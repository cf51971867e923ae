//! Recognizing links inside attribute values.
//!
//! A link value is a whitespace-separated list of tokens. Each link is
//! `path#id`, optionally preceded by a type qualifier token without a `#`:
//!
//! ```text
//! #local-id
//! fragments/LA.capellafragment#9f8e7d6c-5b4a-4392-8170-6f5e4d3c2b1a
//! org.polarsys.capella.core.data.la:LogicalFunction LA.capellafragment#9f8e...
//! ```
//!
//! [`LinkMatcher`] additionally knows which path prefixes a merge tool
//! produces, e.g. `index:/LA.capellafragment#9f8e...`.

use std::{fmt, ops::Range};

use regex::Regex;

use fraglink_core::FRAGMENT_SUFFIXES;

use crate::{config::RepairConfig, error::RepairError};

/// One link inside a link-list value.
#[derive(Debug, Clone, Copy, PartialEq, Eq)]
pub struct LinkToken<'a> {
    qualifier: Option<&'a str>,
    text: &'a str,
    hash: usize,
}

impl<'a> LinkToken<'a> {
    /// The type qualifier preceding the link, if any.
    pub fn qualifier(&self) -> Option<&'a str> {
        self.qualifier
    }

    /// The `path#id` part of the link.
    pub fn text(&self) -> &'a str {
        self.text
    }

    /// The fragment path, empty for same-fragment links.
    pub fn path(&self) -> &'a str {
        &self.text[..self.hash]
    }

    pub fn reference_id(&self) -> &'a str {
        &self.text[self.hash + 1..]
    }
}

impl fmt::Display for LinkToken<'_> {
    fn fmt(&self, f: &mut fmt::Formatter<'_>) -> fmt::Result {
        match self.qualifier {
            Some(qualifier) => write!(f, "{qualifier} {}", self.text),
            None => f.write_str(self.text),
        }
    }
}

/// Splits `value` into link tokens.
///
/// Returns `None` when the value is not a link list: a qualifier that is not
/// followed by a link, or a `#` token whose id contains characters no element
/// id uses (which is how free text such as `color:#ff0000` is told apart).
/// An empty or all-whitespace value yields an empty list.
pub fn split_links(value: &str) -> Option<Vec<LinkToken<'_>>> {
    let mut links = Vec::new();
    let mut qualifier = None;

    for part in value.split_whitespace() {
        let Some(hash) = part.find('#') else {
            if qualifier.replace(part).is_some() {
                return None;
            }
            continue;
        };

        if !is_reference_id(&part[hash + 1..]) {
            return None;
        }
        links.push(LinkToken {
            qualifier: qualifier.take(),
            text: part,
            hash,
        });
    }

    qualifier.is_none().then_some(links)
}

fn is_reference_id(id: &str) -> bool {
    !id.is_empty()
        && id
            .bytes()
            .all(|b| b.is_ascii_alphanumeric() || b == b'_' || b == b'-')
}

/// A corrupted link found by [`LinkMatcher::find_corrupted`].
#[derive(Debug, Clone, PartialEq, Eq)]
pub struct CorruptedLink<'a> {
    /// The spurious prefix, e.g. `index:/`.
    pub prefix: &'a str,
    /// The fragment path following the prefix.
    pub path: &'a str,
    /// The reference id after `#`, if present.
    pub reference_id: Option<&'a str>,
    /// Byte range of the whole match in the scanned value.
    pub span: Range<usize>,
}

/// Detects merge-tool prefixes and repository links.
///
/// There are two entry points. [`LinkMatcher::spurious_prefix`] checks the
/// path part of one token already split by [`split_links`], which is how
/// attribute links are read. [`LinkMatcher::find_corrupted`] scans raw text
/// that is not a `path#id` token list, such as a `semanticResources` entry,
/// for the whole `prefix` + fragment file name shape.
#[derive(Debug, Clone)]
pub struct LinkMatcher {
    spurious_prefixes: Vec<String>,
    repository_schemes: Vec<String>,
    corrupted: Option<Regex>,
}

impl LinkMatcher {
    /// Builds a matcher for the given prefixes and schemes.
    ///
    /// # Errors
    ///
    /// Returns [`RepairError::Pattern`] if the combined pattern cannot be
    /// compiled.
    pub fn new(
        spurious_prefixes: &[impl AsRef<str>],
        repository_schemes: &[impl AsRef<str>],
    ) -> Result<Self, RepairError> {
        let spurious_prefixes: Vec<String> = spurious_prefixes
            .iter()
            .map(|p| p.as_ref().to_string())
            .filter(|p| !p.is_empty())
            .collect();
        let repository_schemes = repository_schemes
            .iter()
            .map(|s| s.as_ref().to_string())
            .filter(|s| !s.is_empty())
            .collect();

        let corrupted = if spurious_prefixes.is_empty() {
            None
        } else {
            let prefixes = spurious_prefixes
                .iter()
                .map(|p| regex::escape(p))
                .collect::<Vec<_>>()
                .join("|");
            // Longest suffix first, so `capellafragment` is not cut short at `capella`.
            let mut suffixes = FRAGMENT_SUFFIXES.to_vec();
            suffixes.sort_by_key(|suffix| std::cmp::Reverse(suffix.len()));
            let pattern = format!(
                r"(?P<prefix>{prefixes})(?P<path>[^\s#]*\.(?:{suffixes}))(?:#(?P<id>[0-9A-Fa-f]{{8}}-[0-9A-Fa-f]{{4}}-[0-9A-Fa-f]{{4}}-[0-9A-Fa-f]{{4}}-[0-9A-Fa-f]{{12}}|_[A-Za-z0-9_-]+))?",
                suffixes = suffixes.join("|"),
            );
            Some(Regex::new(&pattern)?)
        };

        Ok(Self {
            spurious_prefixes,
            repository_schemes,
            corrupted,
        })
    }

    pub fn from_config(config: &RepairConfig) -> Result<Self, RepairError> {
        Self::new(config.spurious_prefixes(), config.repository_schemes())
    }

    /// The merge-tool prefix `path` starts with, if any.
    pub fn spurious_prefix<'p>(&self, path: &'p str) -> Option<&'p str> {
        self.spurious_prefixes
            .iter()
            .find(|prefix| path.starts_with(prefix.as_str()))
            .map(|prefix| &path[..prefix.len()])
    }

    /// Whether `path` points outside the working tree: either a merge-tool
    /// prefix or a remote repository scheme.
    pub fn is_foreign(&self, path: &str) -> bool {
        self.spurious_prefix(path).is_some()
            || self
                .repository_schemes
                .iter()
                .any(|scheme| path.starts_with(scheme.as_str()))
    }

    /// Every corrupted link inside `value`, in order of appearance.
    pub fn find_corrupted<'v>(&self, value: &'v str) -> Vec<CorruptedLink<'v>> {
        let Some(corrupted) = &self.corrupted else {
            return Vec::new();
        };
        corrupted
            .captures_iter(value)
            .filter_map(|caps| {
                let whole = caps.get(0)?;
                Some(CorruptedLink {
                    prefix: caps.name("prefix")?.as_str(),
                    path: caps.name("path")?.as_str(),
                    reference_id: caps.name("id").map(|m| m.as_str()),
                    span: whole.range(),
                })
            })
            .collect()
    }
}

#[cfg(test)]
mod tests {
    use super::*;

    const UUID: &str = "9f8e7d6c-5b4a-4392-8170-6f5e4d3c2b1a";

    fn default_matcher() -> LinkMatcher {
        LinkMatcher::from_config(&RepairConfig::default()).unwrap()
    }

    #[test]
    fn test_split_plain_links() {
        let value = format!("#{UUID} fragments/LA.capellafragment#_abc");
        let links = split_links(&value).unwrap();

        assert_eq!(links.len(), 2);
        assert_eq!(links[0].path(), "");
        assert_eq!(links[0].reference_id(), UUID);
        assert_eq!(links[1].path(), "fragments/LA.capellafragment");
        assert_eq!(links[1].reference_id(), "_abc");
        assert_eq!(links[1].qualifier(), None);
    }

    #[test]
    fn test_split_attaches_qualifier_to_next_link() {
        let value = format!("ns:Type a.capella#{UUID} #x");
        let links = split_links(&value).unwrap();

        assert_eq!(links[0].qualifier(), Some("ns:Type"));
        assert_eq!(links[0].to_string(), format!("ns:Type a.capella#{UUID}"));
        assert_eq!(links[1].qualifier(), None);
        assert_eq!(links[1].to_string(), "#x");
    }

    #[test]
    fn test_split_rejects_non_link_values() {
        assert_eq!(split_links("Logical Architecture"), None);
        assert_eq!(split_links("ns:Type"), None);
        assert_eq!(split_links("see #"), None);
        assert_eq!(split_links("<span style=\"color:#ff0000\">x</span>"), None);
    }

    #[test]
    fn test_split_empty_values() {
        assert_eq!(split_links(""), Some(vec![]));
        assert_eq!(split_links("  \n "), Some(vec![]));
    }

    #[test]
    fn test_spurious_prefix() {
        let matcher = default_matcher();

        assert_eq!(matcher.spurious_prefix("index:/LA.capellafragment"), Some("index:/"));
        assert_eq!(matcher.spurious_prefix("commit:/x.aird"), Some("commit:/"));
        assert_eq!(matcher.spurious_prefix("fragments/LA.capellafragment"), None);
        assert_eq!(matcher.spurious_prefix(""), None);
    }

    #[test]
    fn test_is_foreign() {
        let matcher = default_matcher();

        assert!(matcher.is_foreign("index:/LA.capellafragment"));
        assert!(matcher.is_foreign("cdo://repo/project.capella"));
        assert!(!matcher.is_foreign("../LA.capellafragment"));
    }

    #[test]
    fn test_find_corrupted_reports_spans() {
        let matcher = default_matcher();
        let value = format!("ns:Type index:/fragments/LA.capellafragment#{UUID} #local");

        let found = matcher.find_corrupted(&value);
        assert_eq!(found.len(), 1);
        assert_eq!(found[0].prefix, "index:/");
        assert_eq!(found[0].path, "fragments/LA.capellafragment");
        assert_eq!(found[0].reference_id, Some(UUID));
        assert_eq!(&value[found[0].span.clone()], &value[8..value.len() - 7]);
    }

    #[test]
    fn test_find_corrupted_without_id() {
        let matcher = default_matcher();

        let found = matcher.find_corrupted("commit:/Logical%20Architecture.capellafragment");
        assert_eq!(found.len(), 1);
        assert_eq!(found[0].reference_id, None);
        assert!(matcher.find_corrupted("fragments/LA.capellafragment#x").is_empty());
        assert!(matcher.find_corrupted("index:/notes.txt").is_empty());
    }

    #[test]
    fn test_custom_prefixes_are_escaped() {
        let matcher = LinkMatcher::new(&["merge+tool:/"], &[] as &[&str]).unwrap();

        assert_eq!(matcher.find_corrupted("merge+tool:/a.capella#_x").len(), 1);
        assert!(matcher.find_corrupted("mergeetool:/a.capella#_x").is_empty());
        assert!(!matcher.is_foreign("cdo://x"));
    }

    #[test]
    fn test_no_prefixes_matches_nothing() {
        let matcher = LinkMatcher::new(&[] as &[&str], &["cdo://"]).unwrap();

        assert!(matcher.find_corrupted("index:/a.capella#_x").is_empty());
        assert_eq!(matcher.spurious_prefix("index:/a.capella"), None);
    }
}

━━━━

• Task instructions:
Show every line in the entries where the string "RepairError" occurs.

• Answer to this task:
use crate::{config::RepairConfig, error::RepairError};
    /// Returns [`RepairError::Pattern`] if the combined pattern cannot be
    ) -> Result<Self, RepairError> {
    pub fn from_config(config: &RepairConfig) -> Result<Self, RepairError> {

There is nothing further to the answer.